Facebook and the kernel--adaptive spinlocks

Posted Apr 16, 2014 4:02 UTC (Wed) by vomlehn (guest, #45588)
Parent article: Facebook and the kernel

Adaptive spinlocks in user space is a doable thing; a friend of mine and I did some work on this fifteen years ago. I'm pretty sure I'm forgetting some details, but the approach was something like this:

The question that we looked at was, how long do you spin before you give up and go into the kernel. Our short answer is to assume that spin locks are only held for a short while, so the biggest thing you want to know is whether the task currently holding the lock is currently running. A process with a lock does two things:

It registers a section of memory to hold status of other tasks with which locks might be shared. This list is, of necessity, dynamic.
When it acquires the lock, it stores its PID in the lock. As I recall, we trusted processes to be honest in reporting the PID, but we may have taken a somewhat different approach.

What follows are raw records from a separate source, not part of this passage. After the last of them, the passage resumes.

// Copyright (C) 2025 The Lodestar Authors
// SPDX-License-Identifier: AGPL-3.0-or-later
//! Container runtime trait definitions.
//!
//! Defines the abstract interface the orchestrator uses to manage workloads.

use std::collections::HashMap;
use std::fmt;
use std::net::IpAddr;
use std::pin::Pin;
use std::time::Duration;

use async_trait::async_trait;
use bytes::Bytes;
use futures::Stream;
use thiserror::Error;

/// Errors from container runtime operations.
#[derive(Debug, Error)]
#[non_exhaustive]
pub enum RuntimeError {
    /// Workload or network was not found.
    #[error("Not found: {0}")]
    NotFound(String),

    /// A workload or network with that name already exists, or the
    /// operation conflicts with the workload's current state.
    #[error("Conflict: {0}")]
    Conflict(String),

    /// Container runtime API call failed.
    #[error("Runtime API error: {0}")]
    Api(String),

    /// Runtime returned a response the orchestrator cannot use.
    #[error("Unexpected runtime response: {0}")]
    InvalidResponse(String),

    /// I/O operation failed.
    #[error("IO error: {0}")]
    Io(#[from] std::io::Error),
}

/// Result type for runtime operations.
pub type Result<T> = std::result::Result<T, RuntimeError>;

/// Runtime-reported state of a workload.
#[derive(Debug, Clone, Copy, PartialEq, Eq, Hash)]
pub enum WorkloadStatus {
    Created,
    Running,
    Paused,
    Restarting,
    Removing,
    Exited,
    Dead,
    Unknown,
}

impl WorkloadStatus {
    pub fn as_str(&self) -> &'static str {
        match self {
            Self::Created => "created",
            Self::Running => "running",
            Self::Paused => "paused",
            Self::Restarting => "restarting",
            Self::Removing => "removing",
            Self::Exited => "exited",
            Self::Dead => "dead",
            Self::Unknown => "unknown",
        }
    }

    /// Whether the workload's process is (about to be) up.
    pub fn is_running(&self) -> bool {
        matches!(self, Self::Running | Self::Restarting)
    }
}

impl From<&str> for WorkloadStatus {
    fn from(value: &str) -> Self {
        match value.to_ascii_lowercase().as_str() {
            "created" => Self::Created,
            "running" => Self::Running,
            "paused" => Self::Paused,
            "restarting" => Self::Restarting,
            "removing" => Self::Removing,
            "exited" => Self::Exited,
            "dead" => Self::Dead,
            _ => Self::Unknown,
        }
    }
}

impl fmt::Display for WorkloadStatus {
    fn fmt(&self, f: &mut fmt::Formatter<'_>) -> fmt::Result {
        f.write_str(self.as_str())
    }
}

/// A workload's membership in a virtual network.
#[derive(Debug, Clone, PartialEq, Eq)]
pub struct NetworkAttachment {
    pub network_id: String,
    pub network_name: String,
    /// Address of the workload on that network, once assigned
    pub ip_address: Option<IpAddr>,
}

/// What the runtime reports about one workload.
#[derive(Debug, Clone, PartialEq, Eq)]
pub struct WorkloadSummary {
    /// Runtime-assigned identifier
    pub id: String,
    /// Workload name (equals the component name for managed workloads)
    pub name: String,
    pub labels: HashMap<String, String>,
    pub status: WorkloadStatus,
    pub networks: Vec<NetworkAttachment>,
}

impl WorkloadSummary {
    pub fn label(&self, key: &str) -> Option<&str> {
        self.labels.get(key).map(String::as_str)
    }

    pub fn has_address(&self, ip: IpAddr) -> bool {
        self.networks.iter().any(|n| n.ip_address == Some(ip))
    }

    pub fn is_attached_to(&self, network_id: &str) -> bool {
        self.networks
            .iter()
            .any(|n| n.network_id == network_id || n.network_name == network_id)
    }
}

/// Everything needed to create a workload.
#[derive(Debug, Clone, PartialEq, Eq)]
pub struct WorkloadSpec {
    pub name: String,
    /// Image reference to run
    pub image: String,
    pub labels: HashMap<String, String>,
}

/// Which output stream a log chunk came from.
#[derive(Debug, Clone, Copy, PartialEq, Eq)]
pub enum LogSource {
    Stdout,
    Stderr,
}

/// A piece of workload output.
#[derive(Debug, Clone, PartialEq, Eq)]
pub struct LogChunk {
    pub source: LogSource,
    pub message: Bytes,
}

/// Stream of workload output, ending when the workload's output closes.
pub type LogStream = Pin<Box<dyn Stream<Item = Result<LogChunk>> + Send>>;

/// Trait for container runtimes.
///
/// Implementations talk to whatever actually runs the workloads (Docker, an
/// in-memory double, ...). They hold no orchestration state; deciding what to
/// create, start or remove is the lifecycle manager's job.
#[async_trait]
pub trait ContainerRuntime: Send + Sync {
    /// Runtime type identifier (e.g., "docker", "mock")
    fn runtime_type(&self) -> &'static str;

    /// List every workload the runtime knows about, running or not.
    async fn list_workloads(&self) -> Result<Vec<WorkloadSummary>>;

    /// Find the workload with exactly this name.
    async fn find_workload(&self, name: &str) -> Result<Option<WorkloadSummary>> {
        Ok(self
            .list_workloads()
            .await?
            .into_iter()
            .find(|w| w.name == name))
    }

    /// Find the workload holding this address on any of its networks.
    async fn workload_by_address(&self, ip: IpAddr) -> Result<Option<WorkloadSummary>> {
        Ok(self
            .list_workloads()
            .await?
            .into_iter()
            .find(|w| w.has_address(ip)))
    }

    /// Create (but do not start) a workload. Returns its identifier.
    async fn create_workload(&self, spec: &WorkloadSpec) -> Result<String>;

    async fn start_workload(&self, id: &str) -> Result<()>;

    /// Wait until the workload is no longer running and return its final status.
    ///
    /// Does not time out on its own; callers bound it.
    async fn wait_not_running(&self, id: &str) -> Result<WorkloadStatus>;

    /// Stop the workload gracefully, killing it after `timeout`.
    async fn stop_workload(&self, id: &str, timeout: Duration) -> Result<()>;

    /// Remove the workload. `force` removes it even while running.
    async fn remove_workload(&self, id: &str, force: bool) -> Result<()>;

    async fn join_network(&self, id: &str, network_id: &str) -> Result<()>;

    /// Return the id of the named network, creating it when absent.
    async fn ensure_network(&self, name: &str) -> Result<String>;

    /// Follow the workload's output.
    async fn stream_logs(&self, id: &str) -> Result<LogStream>;
}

If the process acquires the lock on the first try, all is well. If not, you look at the PID stored in the lock and index into the task status memory. (actually, you probably don't use the PID, per se, since those can be pretty sparse. If the task is running, you loop again. If you don't, you do a system call to wait on the spinlock.

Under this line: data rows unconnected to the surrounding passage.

impl LifecycleManager {
    pub fn new(
        registry: Arc<Registry>,
        runtime: Arc<dyn ContainerRuntime>,
        config: LifecycleConfig,
    ) -> Self {
        Self {
            registry,
            runtime,
            config,
            network_id: OnceCell::new(),
        }
    }

    pub fn registry(&self) -> &Arc<Registry> {
        &self.registry
    }

    pub fn runtime(&self) -> &Arc<dyn ContainerRuntime> {
        &self.runtime
    }

    pub fn config(&self) -> &LifecycleConfig {
        &self.config
    }

    /// Id of the shared network, created on first use.
    pub async fn network_id(&self) -> Result<String, RuntimeError> {
        self.network_id
            .get_or_try_init(|| self.runtime.ensure_network(&self.config.network))
            .await
            .cloned()
    }

    /// Labels stamped on a component's workload.
    pub fn labels_for(&self, component: &ComponentState) -> HashMap<String, String> {
        let mut labels = HashMap::from([
            (RUN_VERSION_LABEL.to_string(), self.config.run_version.clone()),
            (COMPONENT_LABEL.to_string(), component.name().to_string()),
        ]);
        if !component.group().is_empty() {
            labels.insert(GROUP_LABEL.to_string(), component.group().to_string());
        }
        if !component.external_id().is_empty() {
            labels.insert(EXTERNAL_ID_LABEL.to_string(), component.external_id().to_string());
        }
        labels
    }

    /// Current lifecycle state of a component, without changing anything.
    pub async fn component_state(&self, name: &str) -> Result<LifecycleState, LifecycleError> {
        let existing = self
            .runtime
            .find_workload(name)
            .await
            .map_err(LifecycleError::runtime(name))?;
        Ok(resolve_state(existing.as_ref(), &self.config.run_version))
    }

    /// Converge one component to a running workload at the current run version.
    pub async fn start_component(&self, name: &str) -> Result<ConvergeOutcome, LifecycleError> {
        let component = self
            .registry
            .find(name)
            .await
            .ok_or_else(|| LifecycleError::UnknownComponent(name.to_string()))?;
        if !component.is_managed() {
            return Err(LifecycleError::Unmanaged(name.to_string()));
        }

        let _converging = component.begin_convergence().await;
        let runtime_err = LifecycleError::runtime(name);

        let existing = self.runtime.find_workload(name).await.map_err(&runtime_err)?;
        let from = resolve_state(existing.as_ref(), &self.config.run_version);
        debug!(component = %name, state = %from, "Resolved lifecycle state");

        let (workload_id, previous) = match (from, existing) {
            (LifecycleState::RunningCurrent, Some(workload)) => {
                component.set_workload_id(Some(workload.id.clone())).await;
                debug!(component = %name, workload_id = %workload.id, "Workload already running");
                return Ok(ConvergeOutcome {
                    component: name.to_string(),
                    from,
                    workload_id: workload.id,
                });
            }
            (LifecycleState::ExitedCurrent, Some(workload)) => (workload.id.clone(), Some(workload)),
            (LifecycleState::StaleVersion, Some(workload)) => {
                info!(
                    component = %name,
                    workload_id = %workload.id,
                    found_version = workload.label(RUN_VERSION_LABEL).unwrap_or("<none>"),
                    run_version = %self.config.run_version,
                    "Replacing stale workload"
                );
                self.runtime
                    .remove_workload(&workload.id, true)
                    .await
                    .map_err(&runtime_err)?;
                component.set_workload_id(None).await;
                (self.create_workload(&component).await?, None)
            }
            _ => (self.create_workload(&component).await?, None),
        };
        component.set_workload_id(Some(workload_id.clone())).await;

        let network_id = self.network_id().await.map_err(&runtime_err)?;
        if !previous
            .as_ref()
            .is_some_and(|w| w.is_attached_to(&network_id))
        {
            self.runtime
                .join_network(&workload_id, &network_id)
                .await
                .map_err(&runtime_err)?;
        }

        self.runtime
            .start_workload(&workload_id)
            .await
            .map_err(&runtime_err)?;
        self.await_startup(name, &workload_id).await?;

        if self.config.follow_logs {
            self.follow_logs(name, &workload_id);
        }

        info!(component = %name, workload_id = %workload_id, from = %from, "Component running");
        Ok(ConvergeOutcome {
            component: name.to_string(),
            from,
            workload_id,
        })
    }

    /// Stop a component's workload gracefully and keep it.
    ///
    /// Returns false when there was no running workload to stop.
    pub async fn stop_component(&self, name: &str) -> Result<bool, LifecycleError> {
        let component = self
            .registry
            .find(name)
            .await
            .ok_or_else(|| LifecycleError::UnknownComponent(name.to_string()))?;
        let _converging = component.begin_convergence().await;
        let runtime_err = LifecycleError::runtime(name);

        let Some(workload) = self.runtime.find_workload(name).await.map_err(&runtime_err)? else {
            return Ok(false);
        };
        if !workload.status.is_running() {
            return Ok(false);
        }

        self.runtime
            .stop_workload(&workload.id, self.config.stop_timeout)
            .await
            .map_err(&runtime_err)?;
        info!(component = %name, workload_id = %workload.id, "Stopped component");
        Ok(true)
    }

    /// Remove a component's workload, running or not, and forget its id.
    ///
    /// Returns false when the component had no workload.
    pub async fn kill_component(&self, name: &str) -> Result<bool, LifecycleError> {
        let component = self
            .registry
            .find(name)
            .await
            .ok_or_else(|| LifecycleError::UnknownComponent(name.to_string()))?;
        let _converging = component.begin_convergence().await;
        let runtime_err = LifecycleError::runtime(name);

        let existing = self.runtime.find_workload(name).await.map_err(&runtime_err)?;
        let removed = match existing {
            Some(workload) => {
                self.runtime
                    .remove_workload(&workload.id, true)
                    .await
                    .map_err(&runtime_err)?;
                info!(component = %name, workload_id = %workload.id, "Removed workload");
                true
            }
            None => false,
        };

        component.set_workload_id(None).await;
        Ok(removed)
    }

    /// Kill every registered component's workload, concurrently.
    pub async fn clean(&self) -> Vec<(String, Result<bool, LifecycleError>)> {
        let names = self.registry.names().await;
        let results = join_all(names.iter().map(|name| self.kill_component(name))).await;
        names.into_iter().zip(results).collect()
    }

    /// Launch convergence of every managed component and return immediately.
    ///
    /// Failures are logged per component. Returns the number of launched tasks.
    pub async fn start_all_components(self: &Arc<Self>) -> usize {
        let names = self.managed_names().await;
        let count = names.len();

        for name in names {
            let manager = self.clone();
            tokio::spawn(async move {
                if let Err(e) = manager.start_component(&name).await {
                    error!(component = %name, error = %e, "Failed to converge component");
                }
            });
        }

        info!(components = count, "Launched component convergence");
        count
    }

    /// Like [`start_all_components`](Self::start_all_components), returning a
    /// handle per component for callers that need to await completion.
    pub async fn start_all_components_tracked(
        self: &Arc<Self>,
    ) -> Vec<(String, JoinHandle<Result<ConvergeOutcome, LifecycleError>>)> {
        let names = self.managed_names().await;

        names
            .into_iter()
            .map(|name| {
                let manager = self.clone();
                let task_name = name.clone();
                let handle = tokio::spawn(async move { manager.start_component(&task_name).await });
                (name, handle)
            })
            .collect()
    }

    async fn managed_names(&self) -> Vec<String> {
        self.registry
            .components()
            .await
            .into_iter()
            .filter(|c| c.is_managed())
            .map(|c| c.name().to_string())
            .collect()
    }

    async fn create_workload(&self, component: &ComponentState) -> Result<String, LifecycleError> {
        let spec = WorkloadSpec {
            name: component.name().to_string(),
            image: component.workload_ref().to_string(),
            labels: self.labels_for(component),
        };

        let id = self
            .runtime
            .create_workload(&spec)
            .await
            .map_err(LifecycleError::runtime(component.name()))?;

        info!(
            component = %component.name(),
            workload_id = %id,
            image = %spec.image,
            run_version = %self.config.run_version,
            "Created workload"
        );
        Ok(id)
    }

    /// Fail if the workload stops running within the startup grace period.
    async fn await_startup(&self, name: &str, workload_id: &str) -> Result<(), LifecycleError> {
        let grace = self.config.startup_grace;
        if grace.is_zero() {
            return Ok(());
        }

        match tokio::time::timeout(grace, self.runtime.wait_not_running(workload_id)).await {
            Err(_) => Ok(()),
            Ok(Ok(status)) => {
                warn!(component = %name, workload_id = %workload_id, status = %status, "Workload exited during startup");
                Err(LifecycleError::ExitedDuringStartup {
                    component: name.to_string(),
                    status,
                })
            }
            Ok(Err(e)) => Err(LifecycleError::Runtime {
                component: name.to_string(),
                source: e,
            }),
        }
    }

    fn follow_logs(&self, name: &str, workload_id: &str) {
        let runtime = self.runtime.clone();
        let component = name.to_string();
        let workload_id = workload_id.to_string();

        tokio::spawn(async move {
            let mut stream = match runtime.stream_logs(&workload_id).await {
                Ok(stream) => stream,
                Err(e) => {
                    warn!(component = %component, error = %e, "Cannot follow workload logs");
                    return;
                }
            };

            while let Some(chunk) = stream.next().await {
                let chunk = match chunk {
                    Ok(chunk) => chunk,
                    Err(e) => {
                        debug!(component = %component, error = %e, "Log stream failed");
                        break;
                    }
                };

                let text = String::from_utf8_lossy(&chunk.message);
                for line in text.lines().filter(|l| !l.is_empty()) {
                    match chunk.source {
                        LogSource::Stdout => info!(component = %component, "{}", line),
                        LogSource::Stderr => warn!(component = %component, stream = "stderr", "{}", line),
                    }
                }
            }

            debug!(component = %component, "Log stream ended");
        });
    }
}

When a task fails to acquire a lock and enters the kernel, the kernel makes a note that there is a task waiting for the lock. When the lock holder is ready to release the lock, it checks to see if something is waiting. If not, it zeros out the lock and goes on. If a task is waiting, it makes a system call to release the lock.

As you can see, this is highly optimized on the assumption that spinlock contention is low. But, if it's not, you shouldn't be using spin locks. This approach yielded some amazingly flat curves, however, even for some pretty high contention rates.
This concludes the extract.